Mums and dads themselves are spending four times as long on screens as they are reading to their young children.
As a result, suddently, children are losing out on the bond created between a parent and child during story-time.
Hours spent alone in front of the screen means that the children are spending less time with other kids and not learning how to share or to communicate effectively with their peers.
The English Psychologist Dr Amanda Gummer, which is the founder of Fundamentally Children (the UK’s leading source of expert, independent advice on child development and play) and has over 20 years’ experience working with children and families, says: “There’s a growing concern that the increase in remote communication hinders children’s emotional development and children today can find it more difficult to understand and manage their emotions.

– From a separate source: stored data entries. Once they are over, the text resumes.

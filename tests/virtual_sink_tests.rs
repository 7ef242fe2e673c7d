// Tests for the tokio-clocked output device

use maestro_live::audio::{AudioSink, PlaybackScheduler, VirtualSink};
use std::sync::Arc;
use std::time::Duration;

fn half_second() -> Vec<Vec<f32>> {
    vec![vec![0.0; 12000]]
}

#[tokio::test(start_paused = true)]
async fn test_clock_follows_tokio_time() {
    let sink = VirtualSink::new();
    assert!(sink.current_time() < 1e-6);

    tokio::time::advance(Duration::from_millis(1500)).await;

    assert!((sink.current_time() - 1.5).abs() < 1e-6);
}

#[tokio::test(start_paused = true)]
async fn test_units_complete_at_their_end_time() {
    let sink = Arc::new(VirtualSink::new());
    let mut scheduler = PlaybackScheduler::new(sink.clone() as Arc<dyn AudioSink>, 24000, 1);

    scheduler.schedule(half_second()).unwrap();
    scheduler.schedule(half_second()).unwrap();
    assert_eq!(sink.pending(), 2);

    // First ends at 0.5s, second at 1.0s
    tokio::time::sleep(Duration::from_millis(600)).await;
    tokio::task::yield_now().await;
    assert_eq!(sink.completed(), 1);
    assert_eq!(scheduler.in_flight(), 1);

    tokio::time::sleep(Duration::from_millis(500)).await;
    tokio::task::yield_now().await;
    assert_eq!(sink.completed(), 2);
    assert_eq!(scheduler.in_flight(), 0);
    assert_eq!(sink.pending(), 0);
}

#[tokio::test(start_paused = true)]
async fn test_stop_cancels_pending_playback() {
    let sink = Arc::new(VirtualSink::new());
    let mut scheduler = PlaybackScheduler::new(sink.clone() as Arc<dyn AudioSink>, 24000, 1);

    scheduler.schedule(half_second()).unwrap();
    scheduler.schedule(half_second()).unwrap();
    scheduler.stop_all();

    assert_eq!(sink.pending(), 0);

    tokio::time::sleep(Duration::from_secs(2)).await;
    tokio::task::yield_now().await;
    assert_eq!(sink.completed(), 0, "stopped units never complete");
}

Gummer says the main area of concern is with very young children — if they develop a screen-based play pattern before they start school they’re likely to be less able to share and make the most of the learning available in a social classroom setting.
She says the ‘Me, Now’ generation is used to having instant gratification because their needs are often met almost instantaneously through tech play. This can have a negative impact on coping mechanisms.
In addition, children who are told to stop crying or to behave are less likely to develop emotional intelligence than those encouraged to explore their own emotions.
In conclusion, to help your child to make the most of his beginning of life, be authentic, don’t hide your feelings. Talk to your children about how you manage your own difficult emotions.
Validate their emotions, for exemple saying: “I can see you’re cross... but you can’t have another treat. What can we do to help you feel better?”
Read books with your child that include emotional storylines and discuss them and encourage your child to play freely with other children, they gain a lot from mixing with a wide range of people.